As time went by, my body started to show the effects of the negativity in my office. I had trouble sleeping and felt nauseous every morning on my way to work. I watched the clock several times a day, wishing for the day to speed up so I could finally go home.

That’s when I decided to quit.

You might be toying with the idea of leaving a job, a project, or a relationship. You might have already left. When you quit something that is not serving you, you take a healthy step toward joy and fulfillment

But that’s not the end of the story. Quitting can produce a fair amount of guilt. Why? Because our society teaches us to “never give up.” If we’re “quitters,” we are supposed to feel bad about ourselves.

How to do what is right for you without experiencing guilt or shame?

Ask yourself if you’ve exhausted all resources.

Did you express your feelings about the negative situation? Did you take a good look at the role you played in what happened?

After months of tolerating a toxic work environment and trying to change the situation, nothing changed. I realized the only action I could control was my own, and I left. I felt at peace because I knew I had done everything I could to make the job work.

Take some time alone to contemplate your situation and what you have done to improve it. You’ll know whether you’ve run out of resources.

Determine why you are quitting.

It’s easy to give up because of fear of the unknown, because someone said you should quit, or because what you want to pursue is “too difficult.”

If you leave your marriage because it’s “too difficult” to work things out with your spouse, or you stop writing because your mother said you’ll be another starving author, you might not only be making a decision you’ll regret, but you’ll be more likely to be plagued by guilt.

Two of my top values are health and respect.
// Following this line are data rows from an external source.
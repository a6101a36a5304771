// SPDX-License-Identifier: AGPL-3.0-or-later
//
// Copyright (C) 2026 Relational Network

use axum::{
    http::StatusCode,
    response::{IntoResponse, Response},
    Json,
};
use serde::Serialize;

use crate::storage::DbError;

#[derive(Debug)]
pub struct ApiError {
    pub status: StatusCode,
    pub message: String,
}

#[derive(Serialize)]
struct ErrorBody {
    error: String,
}

impl ApiError {
    pub fn new(status: StatusCode, message: impl Into<String>) -> Self {
        Self {
            status,
            message: message.into(),
        }
    }

    pub fn not_found(message: impl Into<String>) -> Self {
        Self::new(StatusCode::NOT_FOUND, message)
    }

    pub fn bad_request(message: impl Into<String>) -> Self {
        Self::new(StatusCode::BAD_REQUEST, message)
    }

    pub fn unauthorized(message: impl Into<String>) -> Self {
        Self::new(StatusCode::UNAUTHORIZED, message)
    }

    pub fn forbidden(message: impl Into<String>) -> Self {
        Self::new(StatusCode::FORBIDDEN, message)
    }

    pub fn conflict(message: impl Into<String>) -> Self {
        Self::new(StatusCode::CONFLICT, message)
    }

    pub fn internal(message: impl Into<String>) -> Self {
        Self::new(StatusCode::INTERNAL_SERVER_ERROR, message)
    }

    pub fn bad_gateway(message: impl Into<String>) -> Self {
        Self::new(StatusCode::BAD_GATEWAY, message)
    }

    pub fn service_unavailable(message: impl Into<String>) -> Self {
        Self::new(StatusCode::SERVICE_UNAVAILABLE, message)
    }
}

impl From<DbError> for ApiError {
    fn from(err: DbError) -> Self {
        match err {
            DbError::NotFound(what) => ApiError::not_found(format!("{what} not found")),
            DbError::Conflict(message) => ApiError::conflict(message),
            DbError::PermissionDenied { resource, .. } => {
                ApiError::forbidden(format!("You do not have access to this {resource}"))
            }
            other => {
                tracing::error!(error = %other, "Storage operation failed");
                ApiError::internal("Internal storage error")
            }
        }
    }
}

impl IntoResponse for ApiError {
    fn into_response(self) -> Response {
        let body = Json(ErrorBody {
            error: self.message,
        });
        (self.status, body).into_response()
    }
}
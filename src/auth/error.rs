// SPDX-License-Identifier: AGPL-3.0-or-later
//
// Copyright (C) 2026 Relational Network

//! Rejections produced by the auth extractors.

use axum::{
    http::StatusCode,
    response::{IntoResponse, Response},
    Json,
};
use serde::Serialize;

#[derive(Debug, thiserror::Error)]
pub enum AuthError {
    #[error("Authorization header is required")]
    MissingAuthHeader,

    #[error("Authorization header must be 'Bearer <token>'")]
    InvalidAuthHeader,

    #[error("Token is malformed")]
    MalformedToken,

    #[error("Token signature is invalid")]
    InvalidSignature,

    #[error("Token has expired")]
    TokenExpired,

    #[error("Token issuer is not accepted")]
    InvalidIssuer,

    #[error("Token audience is not accepted")]
    InvalidAudience,

    #[error("Token is not yet valid")]
    TokenNotYetValid,

    #[error("Failed to fetch signing keys: {0}")]
    JwksFetchError(String),

    #[error("Token was signed by an unknown key")]
    NoMatchingKey,

    #[error("Authentication failed: {0}")]
    InternalError(String),

    /// The token is valid but no user exists for its subject yet.
    #[error("No user exists for this account; complete onboarding first")]
    UserNotOnboarded,
}

#[derive(Serialize)]
struct AuthErrorBody {
    error: String,
    code: &'static str,
}

impl AuthError {
    /// Stable machine-readable code returned next to the message.
    pub fn code(&self) -> &'static str {
        match self {
            AuthError::MissingAuthHeader => "missing_auth_header",
            AuthError::InvalidAuthHeader => "invalid_auth_header",
            AuthError::MalformedToken => "malformed_token",
            AuthError::InvalidSignature => "invalid_signature",
            AuthError::TokenExpired => "token_expired",
            AuthError::InvalidIssuer => "invalid_issuer",
            AuthError::InvalidAudience => "invalid_audience",
            AuthError::TokenNotYetValid => "token_not_yet_valid",
            AuthError::JwksFetchError(_) => "jwks_unavailable",
            AuthError::NoMatchingKey => "unknown_key",
            AuthError::InternalError(_) => "internal_error",
            AuthError::UserNotOnboarded => "user_not_onboarded",
        }
    }

    pub fn status_code(&self) -> StatusCode {
        match self {
            AuthError::UserNotOnboarded => StatusCode::FORBIDDEN,
            AuthError::JwksFetchError(_) => StatusCode::SERVICE_UNAVAILABLE,
            AuthError::InternalError(_) => StatusCode::INTERNAL_SERVER_ERROR,
            _ => StatusCode::UNAUTHORIZED,
        }
    }
}

impl IntoResponse for AuthError {
    fn into_response(self) -> Response {
        let status = self.status_code();
        if status.is_server_error() {
            tracing::error!(error = %self, "Authentication failed");
        }
        let body = Json(AuthErrorBody {
            error: self.to_string(),
            code: self.code(),
        });
        (status, body).into_response()
    }
}

#[cfg(test)]
mod tests {
    use super::*;
    use axum::body::to_bytes;
    use serde_json::Value;

    async fn body_of(err: AuthError) -> (StatusCode, Value) {
        let response = err.into_response();
        let status = response.status();
        let bytes = to_bytes(response.into_body(), usize::MAX).await.unwrap();
        (status, serde_json::from_slice(&bytes).unwrap())
    }

    #[tokio::test]
    async fn missing_auth_returns_401() {
        let (status, body) = body_of(AuthError::MissingAuthHeader).await;
        assert_eq!(status, StatusCode::UNAUTHORIZED);
        assert_eq!(body["code"], "missing_auth_header");
        assert_eq!(body["error"], "Authorization header is required");
    }

    #[tokio::test]
    async fn not_onboarded_returns_403() {
        let (status, body) = body_of(AuthError::UserNotOnboarded).await;
        assert_eq!(status, StatusCode::FORBIDDEN);
        assert_eq!(body["code"], "user_not_onboarded");
    }

    #[test]
    fn unreachable_jwks_is_unavailable() {
        let err = AuthError::JwksFetchError("timeout".into());
        assert_eq!(err.status_code(), StatusCode::SERVICE_UNAVAILABLE);
        assert_eq!(err.to_string(), "Failed to fetch signing keys: timeout");
    }
}
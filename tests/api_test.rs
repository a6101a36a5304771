// SPDX-License-Identifier: AGPL-3.0-or-later
//
// Copyright (C) 2026 Relational Network

//! End-to-end tests driving the full router over HTTP requests.

use axum::{
    body::Body,
    http::{header, Method, Request, StatusCode},
    Router,
};
use base64::{engine::general_purpose::URL_SAFE_NO_PAD, Engine};
use hmac::{Hmac, Mac};
use http_body_util::BodyExt;
use messaging_rust_server::{
    api::router, providers::ExpoPushClient, state::AppState, storage::Database,
};
use serde_json::{json, Value};
use sha2::Sha256;
use tempfile::TempDir;
use tower::ServiceExt;
use wiremock::matchers::{method, path};
use wiremock::{Mock, MockServer, ResponseTemplate};

const EXPO_PATH: &str = "/--/api/v2/push/send";

fn test_state() -> (AppState, TempDir) {
    let dir = TempDir::new().expect("temp dir");
    let db = Database::open(&dir.path().join("api.redb")).expect("open db");
    (AppState::new(db), dir)
}

/// Unsigned token accepted in development mode.
fn token(subject: &str) -> String {
    let header = URL_SAFE_NO_PAD.encode(br#"{"alg":"RS256","typ":"JWT"}"#);
    let claims = URL_SAFE_NO_PAD.encode(
        format!(r#"{{"sub":"{subject}","exp":4102444800,"iss":"test","sid":"sess_1"}}"#)
            .as_bytes(),
    );
    format!("{header}.{claims}.fake_signature")
}

async fn send(
    app: &Router,
    method: Method,
    uri: &str,
    subject: Option<&str>,
    body: Option<Value>,
) -> (StatusCode, Value) {
    let mut builder = Request::builder().method(method).uri(uri);
    if let Some(subject) = subject {
        builder = builder.header(header::AUTHORIZATION, format!("Bearer {}", token(subject)));
    }
    let body = match body {
        Some(json) => {
            builder = builder.header(header::CONTENT_TYPE, "application/json");
            Body::from(json.to_string())
        }
        None => Body::empty(),
    };

    let response = app
        .clone()
        .oneshot(builder.body(body).unwrap())
        .await
        .unwrap();
    let status = response.status();
    let bytes = response.into_body().collect().await.unwrap().to_bytes();
    let value = if bytes.is_empty() {
        Value::Null
    } else {
        serde_json::from_slice(&bytes).unwrap()
    };
    (status, value)
}

fn onboarding_body(xmtp_id: &str, installation_id: &str, username: &str) -> Value {
    json!({
        "device": {
            "name": "Pixel",
            "os": "android",
            "expoToken": format!("ExponentPushToken[{xmtp_id}]")
        },
        "identity": {
            "walletAddress": "0xAbC0000000000000000000000000000000000001",
            "xmtpId": xmtp_id,
            "xmtpInstallationId": installation_id
        },
        "profile": { "name": "Alice", "username": username }
    })
}

async fn onboard(app: &Router, subject: &str, xmtp_id: &str, installation_id: &str, username: &str) -> Value {
    let (status, body) = send(
        app,
        Method::POST,
        "/api/v1/users",
        Some(subject),
        Some(onboarding_body(xmtp_id, installation_id, username)),
    )
    .await;
    assert_eq!(status, StatusCode::CREATED, "onboarding failed: {body}");
    body
}

#[tokio::test]
async fn onboarding_then_me() {
    let (state, _dir) = test_state();
    let app = router(state);

    let created = onboard(&app, "tk_alice", "xmtp-alice", "inst-alice", "Alice").await;
    assert_eq!(created["turnkeyUserId"], "tk_alice");
    assert_eq!(created["identity"]["walletAddress"], "0xabc0000000000000000000000000000000000001");
    assert_eq!(created["profile"]["username"], "alice");

    let (status, me) = send(&app, Method::GET, "/api/v1/users/me", Some("tk_alice"), None).await;
    assert_eq!(status, StatusCode::OK);
    assert_eq!(me["id"], created["id"]);
    assert_eq!(me["devices"].as_array().unwrap().len(), 1);
    assert_eq!(me["identities"][0]["xmtpId"], "xmtp-alice");
    assert_eq!(me["identities"][0]["profile"]["username"], "alice");

    let (status, _) = send(
        &app,
        Method::POST,
        "/api/v1/users",
        Some("tk_alice"),
        Some(onboarding_body("xmtp-alice-2", "inst-alice-2", "alice2")),
    )
    .await;
    assert_eq!(status, StatusCode::CONFLICT);
}

#[tokio::test]
async fn missing_token_is_unauthorized_and_unknown_user_forbidden() {
    let (state, _dir) = test_state();
    let app = router(state);

    let (status, body) = send(&app, Method::GET, "/api/v1/users/me", None, None).await;
    assert_eq!(status, StatusCode::UNAUTHORIZED);
    assert!(body["error"].is_string());

    let (status, _) = send(&app, Method::GET, "/api/v1/users/me", Some("tk_nobody"), None).await;
    assert_eq!(status, StatusCode::FORBIDDEN);
}

#[tokio::test]
async fn devices_of_another_user_are_forbidden() {
    let (state, _dir) = test_state();
    let app = router(state);
    let alice = onboard(&app, "tk_alice", "xmtp-alice", "inst-alice", "alice").await;
    onboard(&app, "tk_bob", "xmtp-bob", "inst-bob", "bob").await;

    let uri = format!("/api/v1/devices/{}", alice["id"].as_str().unwrap());
    let (status, devices) = send(&app, Method::GET, &uri, Some("tk_alice"), None).await;
    assert_eq!(status, StatusCode::OK);
    assert_eq!(devices.as_array().unwrap().len(), 1);

    let (status, _) = send(&app, Method::GET, &uri, Some("tk_bob"), None).await;
    assert_eq!(status, StatusCode::FORBIDDEN);
}

#[tokio::test]
async fn profile_update_is_publicly_readable() {
    let (state, _dir) = test_state();
    let app = router(state);
    onboard(&app, "tk_alice", "xmtp-alice", "inst-alice", "alice").await;
    onboard(&app, "tk_bob", "xmtp-bob", "inst-bob", "bob").await;

    let (status, updated) = send(
        &app,
        Method::PUT,
        "/api/v1/profiles/xmtp-alice",
        Some("tk_alice"),
        Some(json!({ "name": "Alice A.", "username": "alice_a", "description": "hi" })),
    )
    .await;
    assert_eq!(status, StatusCode::OK, "{updated}");

    let (status, profile) =
        send(&app, Method::GET, "/api/v1/profiles/xmtp-alice", Some("tk_bob"), None).await;
    assert_eq!(status, StatusCode::OK);
    assert_eq!(profile["xmtpId"], "xmtp-alice");
    assert_eq!(profile["username"], "alice_a");
    assert_eq!(profile["description"], "hi");

    let (status, _) = send(
        &app,
        Method::PUT,
        "/api/v1/profiles/xmtp-alice",
        Some("tk_bob"),
        Some(json!({ "name": "Mallory", "username": "mallory" })),
    )
    .await;
    assert_eq!(status, StatusCode::FORBIDDEN);

    let (status, check) =
        send(&app, Method::GET, "/api/v1/profiles/check/Alice_A", Some("tk_bob"), None).await;
    assert_eq!(status, StatusCode::OK);
    assert_eq!(check["available"], false);
}

#[tokio::test]
async fn invalid_bodies_are_bad_requests() {
    let (state, _dir) = test_state();
    let app = router(state);
    onboard(&app, "tk_alice", "xmtp-alice", "inst-alice", "alice").await;

    let (status, body) = send(
        &app,
        Method::PUT,
        "/api/v1/profiles/xmtp-alice",
        Some("tk_alice"),
        Some(json!({ "name": "Alice", "username": "no spaces allowed" })),
    )
    .await;
    assert_eq!(status, StatusCode::BAD_REQUEST);
    assert!(body["error"].as_str().unwrap().starts_with("Validation failed"));

    let (status, _) = send(
        &app,
        Method::POST,
        "/api/v1/users",
        Some("tk_carol"),
        Some(json!({ "device": { "os": "blackberry" } })),
    )
    .await;
    assert_eq!(status, StatusCode::BAD_REQUEST);
}

#[tokio::test]
async fn webhook_relays_to_expo_and_dedupes() {
    let expo = MockServer::start().await;
    Mock::given(method("POST"))
        .and(path(EXPO_PATH))
        .respond_with(
            ResponseTemplate::new(200)
                .set_body_json(json!({ "data": [{ "status": "ok", "id": "ticket-7" }] })),
        )
        .expect(1)
        .mount(&expo)
        .await;

    let (state, _dir) = test_state();
    let state = state
        .with_push(ExpoPushClient::new(format!("{}{EXPO_PATH}", expo.uri()), None).unwrap())
        .with_webhook_secret("shh");
    let app = router(state);
    onboard(&app, "tk_alice", "xmtp-alice", "inst-alice", "alice").await;

    let payload = json!({
        "idempotencyKey": "evt-1",
        "message": {
            "contentTopic": "/xmtp/mls/1/g-abc/proto",
            "timestampNs": 1700000000000000000u64,
            "message": "ZW5jcnlwdGVk"
        },
        "messageContext": { "messageType": "application", "shouldPush": true },
        "installation": { "id": "inst-alice" },
        "subscription": { "topic": "/xmtp/mls/1/g-abc/proto", "isSilent": false }
    })
    .to_string();
    let mut mac = Hmac::<Sha256>::new_from_slice(b"shh").unwrap();
    mac.update(payload.as_bytes());
    let signature = format!("sha256={}", hex::encode(mac.finalize().into_bytes()));

    let webhook = |signature: Option<String>| {
        let mut builder = Request::builder()
            .method(Method::POST)
            .uri("/api/v1/notifications/xmtp")
            .header(header::CONTENT_TYPE, "application/json");
        if let Some(signature) = signature {
            builder = builder.header("x-signature", signature);
        }
        builder.body(Body::from(payload.clone())).unwrap()
    };

    let unsigned = app.clone().oneshot(webhook(None)).await.unwrap();
    assert_eq!(unsigned.status(), StatusCode::UNAUTHORIZED);

    for expected in ["delivered", "duplicate"] {
        let response = app.clone().oneshot(webhook(Some(signature.clone()))).await.unwrap();
        assert_eq!(response.status(), StatusCode::OK);
        let bytes = response.into_body().collect().await.unwrap().to_bytes();
        let body: Value = serde_json::from_slice(&bytes).unwrap();
        assert_eq!(body["status"], expected);
    }

    let sent = expo.received_requests().await.unwrap();
    let body: Value = serde_json::from_slice(&sent[0].body).unwrap();
    assert_eq!(body[0]["to"], "ExponentPushToken[xmtp-alice]");
    assert_eq!(body[0]["data"]["timestampNs"], "1700000000000000000");
    expo.verify().await;
}

#[tokio::test]
async fn deleting_the_user_removes_everything() {
    let (state, _dir) = test_state();
    let app = router(state);
    onboard(&app, "tk_alice", "xmtp-alice", "inst-alice", "alice").await;

    let (status, _) = send(&app, Method::DELETE, "/api/v1/users/me", Some("tk_alice"), None).await;
    assert_eq!(status, StatusCode::NO_CONTENT);

    let (status, _) = send(&app, Method::GET, "/api/v1/users/me", Some("tk_alice"), None).await;
    assert_eq!(status, StatusCode::FORBIDDEN);

    let (status, _) =
        send(&app, Method::GET, "/api/v1/profiles/xmtp-alice", Some("tk_bob"), None).await;
    assert_eq!(status, StatusCode::NOT_FOUND);
}

#[tokio::test]
async fn health_and_openapi_are_public() {
    let (state, _dir) = test_state();
    let app = router(state);

    let (status, body) = send(&app, Method::GET, "/health/ready", None, None).await;
    assert_eq!(status, StatusCode::OK);
    assert_eq!(body["status"], "ok");

    let (status, doc) = send(&app, Method::GET, "/api-doc/openapi.json", None, None).await;
    assert_eq!(status, StatusCode::OK);
    assert!(doc["paths"]["/api/v1/users"].is_object());
}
It was clear to me that my work environment had violated both, so I felt free to quit.

Push aside fear, negative self-talk, and outside influences. Are you in an environment, project, or relationship that violates your values? If so, you know you can leave without guilt.

Avoid explaining yourself.

I tried to explain to those around me why I was leaving my seemingly perfect job, and I quickly learned I had made a mistake. Telling your friends and relatives why you quit opens the door to argument and criticism.

There will always be someone who will tell you that you’re crazy for quitting, or that he or she knows someone who did what you did and ended up bankrupt or socially ostracized.

You know why you quit. That’s enough.

Don’t overanalyze the negative experience.

It’s easy to fall into the trap of overanalyzing, playing possible scenarios in your head, and wondering if you really did everything you could to avoid quitting.

I spent nights lying awake, wondering whether I should have been more vocal about my discontent, or whether I really was “too sensitive.” The result? More time feeling negative emotions. I still came to the conclusion that quitting was for the best.

Overanalyzing will take up valuable time you could be using to plan the next step in your career or personal life.

Focus on what’s next.

Place your attention on what you want to create. A fulfilling and well-paid career? A relationship based on love and respect? An exciting new venture? Paint a detailed mental picture of what you want to achieve, and take action to make it happen.

My experience taught me what I didn’t want in a job environment and motivated me to explore other career options, including the small business I eventually founded.

When you’re working toward something you clearly know is right for you, there’s no room for guilt.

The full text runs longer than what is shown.